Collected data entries

************

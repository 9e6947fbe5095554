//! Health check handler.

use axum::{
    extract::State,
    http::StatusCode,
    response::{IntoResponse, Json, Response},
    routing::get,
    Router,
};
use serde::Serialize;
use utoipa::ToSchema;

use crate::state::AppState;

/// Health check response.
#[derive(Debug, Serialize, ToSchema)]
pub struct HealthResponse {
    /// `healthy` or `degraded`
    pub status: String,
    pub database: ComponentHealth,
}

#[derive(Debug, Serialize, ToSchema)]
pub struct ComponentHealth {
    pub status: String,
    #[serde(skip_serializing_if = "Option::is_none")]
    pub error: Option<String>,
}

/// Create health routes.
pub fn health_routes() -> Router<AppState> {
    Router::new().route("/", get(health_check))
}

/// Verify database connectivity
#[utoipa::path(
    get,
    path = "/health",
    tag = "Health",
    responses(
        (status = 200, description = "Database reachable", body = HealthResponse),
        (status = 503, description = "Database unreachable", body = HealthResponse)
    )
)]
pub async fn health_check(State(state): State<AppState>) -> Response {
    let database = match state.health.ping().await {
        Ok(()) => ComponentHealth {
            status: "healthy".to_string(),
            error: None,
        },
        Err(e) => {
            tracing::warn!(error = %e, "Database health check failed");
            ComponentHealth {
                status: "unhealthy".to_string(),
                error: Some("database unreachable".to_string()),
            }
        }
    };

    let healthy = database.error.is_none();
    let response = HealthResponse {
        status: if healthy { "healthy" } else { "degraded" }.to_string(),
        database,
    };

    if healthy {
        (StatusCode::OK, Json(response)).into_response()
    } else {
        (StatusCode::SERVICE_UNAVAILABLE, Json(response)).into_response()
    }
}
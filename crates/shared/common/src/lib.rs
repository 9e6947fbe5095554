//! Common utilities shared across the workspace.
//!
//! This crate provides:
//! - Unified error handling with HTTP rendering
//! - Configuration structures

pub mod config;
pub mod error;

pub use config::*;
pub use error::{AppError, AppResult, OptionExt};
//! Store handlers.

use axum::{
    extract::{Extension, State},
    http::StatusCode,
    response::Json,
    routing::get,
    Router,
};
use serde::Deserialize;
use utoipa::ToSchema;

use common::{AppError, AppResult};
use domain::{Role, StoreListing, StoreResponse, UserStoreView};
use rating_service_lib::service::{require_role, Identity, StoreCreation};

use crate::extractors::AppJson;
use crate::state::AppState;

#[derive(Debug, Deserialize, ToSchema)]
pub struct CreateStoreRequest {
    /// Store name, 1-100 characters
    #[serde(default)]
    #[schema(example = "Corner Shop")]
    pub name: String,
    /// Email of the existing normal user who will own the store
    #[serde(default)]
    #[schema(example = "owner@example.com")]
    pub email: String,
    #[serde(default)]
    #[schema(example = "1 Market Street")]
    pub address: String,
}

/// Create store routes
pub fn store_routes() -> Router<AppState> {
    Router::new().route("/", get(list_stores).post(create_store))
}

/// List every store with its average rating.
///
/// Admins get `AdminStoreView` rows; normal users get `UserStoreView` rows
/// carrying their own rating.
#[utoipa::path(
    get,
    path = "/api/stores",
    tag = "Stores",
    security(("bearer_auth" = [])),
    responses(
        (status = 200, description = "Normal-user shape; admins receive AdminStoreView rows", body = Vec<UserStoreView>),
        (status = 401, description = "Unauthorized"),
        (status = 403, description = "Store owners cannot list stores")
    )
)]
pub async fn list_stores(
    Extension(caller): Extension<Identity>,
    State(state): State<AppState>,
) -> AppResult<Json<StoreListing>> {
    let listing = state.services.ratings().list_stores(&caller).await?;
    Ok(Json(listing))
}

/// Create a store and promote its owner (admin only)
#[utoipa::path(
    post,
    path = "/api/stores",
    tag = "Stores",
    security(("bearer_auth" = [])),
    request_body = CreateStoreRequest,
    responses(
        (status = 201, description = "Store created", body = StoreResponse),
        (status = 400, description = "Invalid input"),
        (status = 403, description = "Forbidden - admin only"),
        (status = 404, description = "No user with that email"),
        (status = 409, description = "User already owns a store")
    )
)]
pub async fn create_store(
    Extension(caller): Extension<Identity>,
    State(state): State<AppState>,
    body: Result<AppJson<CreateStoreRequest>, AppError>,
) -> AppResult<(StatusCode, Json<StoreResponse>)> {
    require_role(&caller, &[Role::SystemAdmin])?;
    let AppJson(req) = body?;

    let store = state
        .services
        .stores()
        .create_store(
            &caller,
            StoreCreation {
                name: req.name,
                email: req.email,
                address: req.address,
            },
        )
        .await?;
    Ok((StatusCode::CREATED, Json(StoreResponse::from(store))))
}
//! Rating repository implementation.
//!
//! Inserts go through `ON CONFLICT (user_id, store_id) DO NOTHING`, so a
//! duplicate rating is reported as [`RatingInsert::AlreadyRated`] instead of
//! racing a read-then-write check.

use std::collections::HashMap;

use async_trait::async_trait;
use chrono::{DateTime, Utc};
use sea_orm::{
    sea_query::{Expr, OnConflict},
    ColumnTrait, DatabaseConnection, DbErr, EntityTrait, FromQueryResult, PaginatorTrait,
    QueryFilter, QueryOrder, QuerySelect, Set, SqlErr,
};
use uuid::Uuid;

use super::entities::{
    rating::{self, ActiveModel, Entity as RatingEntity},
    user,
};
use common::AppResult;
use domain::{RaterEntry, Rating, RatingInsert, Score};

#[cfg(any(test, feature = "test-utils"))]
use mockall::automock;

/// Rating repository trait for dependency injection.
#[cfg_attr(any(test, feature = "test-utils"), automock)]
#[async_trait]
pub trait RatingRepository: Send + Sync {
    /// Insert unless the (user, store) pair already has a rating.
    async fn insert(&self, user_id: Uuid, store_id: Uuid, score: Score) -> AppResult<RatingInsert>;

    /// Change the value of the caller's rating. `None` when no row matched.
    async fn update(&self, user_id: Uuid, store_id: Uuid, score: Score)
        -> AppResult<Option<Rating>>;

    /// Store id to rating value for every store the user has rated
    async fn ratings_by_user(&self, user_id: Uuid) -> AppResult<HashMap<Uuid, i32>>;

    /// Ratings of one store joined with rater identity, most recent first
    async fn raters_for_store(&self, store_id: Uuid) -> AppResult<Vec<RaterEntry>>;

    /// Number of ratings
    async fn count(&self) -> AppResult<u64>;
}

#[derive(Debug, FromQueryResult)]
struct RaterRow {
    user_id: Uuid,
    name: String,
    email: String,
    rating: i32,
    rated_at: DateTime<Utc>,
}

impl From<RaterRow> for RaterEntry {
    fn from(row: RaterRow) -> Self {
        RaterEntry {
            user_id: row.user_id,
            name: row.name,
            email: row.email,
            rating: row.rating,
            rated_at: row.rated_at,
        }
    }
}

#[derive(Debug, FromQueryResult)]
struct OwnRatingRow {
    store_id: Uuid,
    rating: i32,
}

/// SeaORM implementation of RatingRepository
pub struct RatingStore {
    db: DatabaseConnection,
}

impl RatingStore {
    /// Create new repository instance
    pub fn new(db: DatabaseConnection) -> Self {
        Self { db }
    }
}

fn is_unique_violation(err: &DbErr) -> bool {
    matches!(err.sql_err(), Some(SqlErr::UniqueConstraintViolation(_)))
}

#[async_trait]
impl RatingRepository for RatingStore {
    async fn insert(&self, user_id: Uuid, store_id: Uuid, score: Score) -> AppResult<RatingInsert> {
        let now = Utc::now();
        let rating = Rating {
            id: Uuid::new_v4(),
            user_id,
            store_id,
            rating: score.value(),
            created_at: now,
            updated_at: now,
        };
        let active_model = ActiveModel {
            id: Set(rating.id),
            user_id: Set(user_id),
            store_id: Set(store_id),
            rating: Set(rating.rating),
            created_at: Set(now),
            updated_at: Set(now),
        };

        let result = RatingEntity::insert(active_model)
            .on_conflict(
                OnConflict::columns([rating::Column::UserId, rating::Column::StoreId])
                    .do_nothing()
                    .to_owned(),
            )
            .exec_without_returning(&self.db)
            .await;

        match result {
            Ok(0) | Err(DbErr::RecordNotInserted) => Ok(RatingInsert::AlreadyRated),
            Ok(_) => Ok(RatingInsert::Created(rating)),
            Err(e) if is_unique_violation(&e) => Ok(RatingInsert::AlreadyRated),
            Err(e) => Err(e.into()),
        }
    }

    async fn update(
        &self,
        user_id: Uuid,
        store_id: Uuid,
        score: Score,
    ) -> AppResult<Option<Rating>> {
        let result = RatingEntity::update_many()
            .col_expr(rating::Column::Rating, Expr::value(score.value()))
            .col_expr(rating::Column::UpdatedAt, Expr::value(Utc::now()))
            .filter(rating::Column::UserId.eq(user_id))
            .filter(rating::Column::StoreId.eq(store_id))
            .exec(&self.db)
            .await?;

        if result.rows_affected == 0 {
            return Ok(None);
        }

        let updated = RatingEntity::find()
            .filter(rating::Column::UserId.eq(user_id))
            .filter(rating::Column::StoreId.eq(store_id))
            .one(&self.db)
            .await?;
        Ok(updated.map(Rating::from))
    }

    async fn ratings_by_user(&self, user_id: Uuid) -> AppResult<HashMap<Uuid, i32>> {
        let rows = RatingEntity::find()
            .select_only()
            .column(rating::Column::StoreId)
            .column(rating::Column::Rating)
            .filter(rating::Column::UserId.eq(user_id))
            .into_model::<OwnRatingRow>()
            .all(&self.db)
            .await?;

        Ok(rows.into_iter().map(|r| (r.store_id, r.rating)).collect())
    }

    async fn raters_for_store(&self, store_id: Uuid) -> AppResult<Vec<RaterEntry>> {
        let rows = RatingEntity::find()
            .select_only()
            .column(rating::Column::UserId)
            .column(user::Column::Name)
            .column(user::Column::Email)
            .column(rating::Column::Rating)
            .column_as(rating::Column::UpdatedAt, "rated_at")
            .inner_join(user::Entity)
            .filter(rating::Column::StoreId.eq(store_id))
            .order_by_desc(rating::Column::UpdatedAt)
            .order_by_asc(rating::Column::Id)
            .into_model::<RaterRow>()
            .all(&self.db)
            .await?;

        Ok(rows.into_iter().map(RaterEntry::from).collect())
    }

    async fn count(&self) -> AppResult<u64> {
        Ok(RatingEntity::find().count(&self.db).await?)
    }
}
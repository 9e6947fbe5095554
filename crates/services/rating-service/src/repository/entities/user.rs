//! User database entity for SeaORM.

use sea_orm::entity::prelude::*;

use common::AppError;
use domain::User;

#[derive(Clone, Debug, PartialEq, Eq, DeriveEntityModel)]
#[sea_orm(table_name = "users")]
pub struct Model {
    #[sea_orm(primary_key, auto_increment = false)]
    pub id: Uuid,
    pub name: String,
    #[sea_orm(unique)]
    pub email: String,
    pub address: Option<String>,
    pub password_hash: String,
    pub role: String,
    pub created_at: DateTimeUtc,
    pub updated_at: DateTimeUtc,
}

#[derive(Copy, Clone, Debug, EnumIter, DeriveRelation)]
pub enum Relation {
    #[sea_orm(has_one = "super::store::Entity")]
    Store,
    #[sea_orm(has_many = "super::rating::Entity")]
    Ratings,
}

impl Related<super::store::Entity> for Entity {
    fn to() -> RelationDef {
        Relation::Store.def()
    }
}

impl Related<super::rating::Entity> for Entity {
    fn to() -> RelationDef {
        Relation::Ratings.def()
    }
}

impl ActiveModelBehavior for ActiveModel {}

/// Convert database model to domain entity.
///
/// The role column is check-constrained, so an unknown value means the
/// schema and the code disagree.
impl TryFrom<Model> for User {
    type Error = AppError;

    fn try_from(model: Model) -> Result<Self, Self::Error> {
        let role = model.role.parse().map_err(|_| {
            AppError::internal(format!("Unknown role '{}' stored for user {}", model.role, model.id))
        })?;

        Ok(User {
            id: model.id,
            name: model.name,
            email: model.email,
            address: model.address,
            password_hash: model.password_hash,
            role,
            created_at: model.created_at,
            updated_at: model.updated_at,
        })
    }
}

************

Your reply must contain exactly the lines from the first line of the data through the line holding "status: if healthy", and nothing more.

**Output for this exercise**
repository 9e6947fbe5095554
//! Health check handler.

use axum::{
    extract::State,
    http::StatusCode,
    response::{IntoResponse, Json, Response},
    routing::get,
    Router,
};
use serde::Serialize;
use utoipa::ToSchema;

use crate::state::AppState;

/// Health check response.
#[derive(Debug, Serialize, ToSchema)]
pub struct HealthResponse {
    /// `healthy` or `degraded`
    pub status: String,
    pub database: ComponentHealth,
}

#[derive(Debug, Serialize, ToSchema)]
pub struct ComponentHealth {
    pub status: String,
    #[serde(skip_serializing_if = "Option::is_none")]
    pub error: Option<String>,
}

/// Create health routes.
pub fn health_routes() -> Router<AppState> {
    Router::new().route("/", get(health_check))
}

/// Verify database connectivity
#[utoipa::path(
    get,
    path = "/health",
    tag = "Health",
    responses(
        (status = 200, description = "Database reachable", body = HealthResponse),
        (status = 503, description = "Database unreachable", body = HealthResponse)
    )
)]
pub async fn health_check(State(state): State<AppState>) -> Response {
    let database = match state.health.ping().await {
        Ok(()) => ComponentHealth {
            status: "healthy".to_string(),
            error: None,
        },
        Err(e) => {
            tracing::warn!(error = %e, "Database health check failed");
            ComponentHealth {
                status: "unhealthy".to_string(),
                error: Some("database unreachable".to_string()),
            }
        }
    };

    let healthy = database.error.is_none();
    let response = HealthResponse {
        status: if healthy { "healthy" } else { "degraded" }.to_string(),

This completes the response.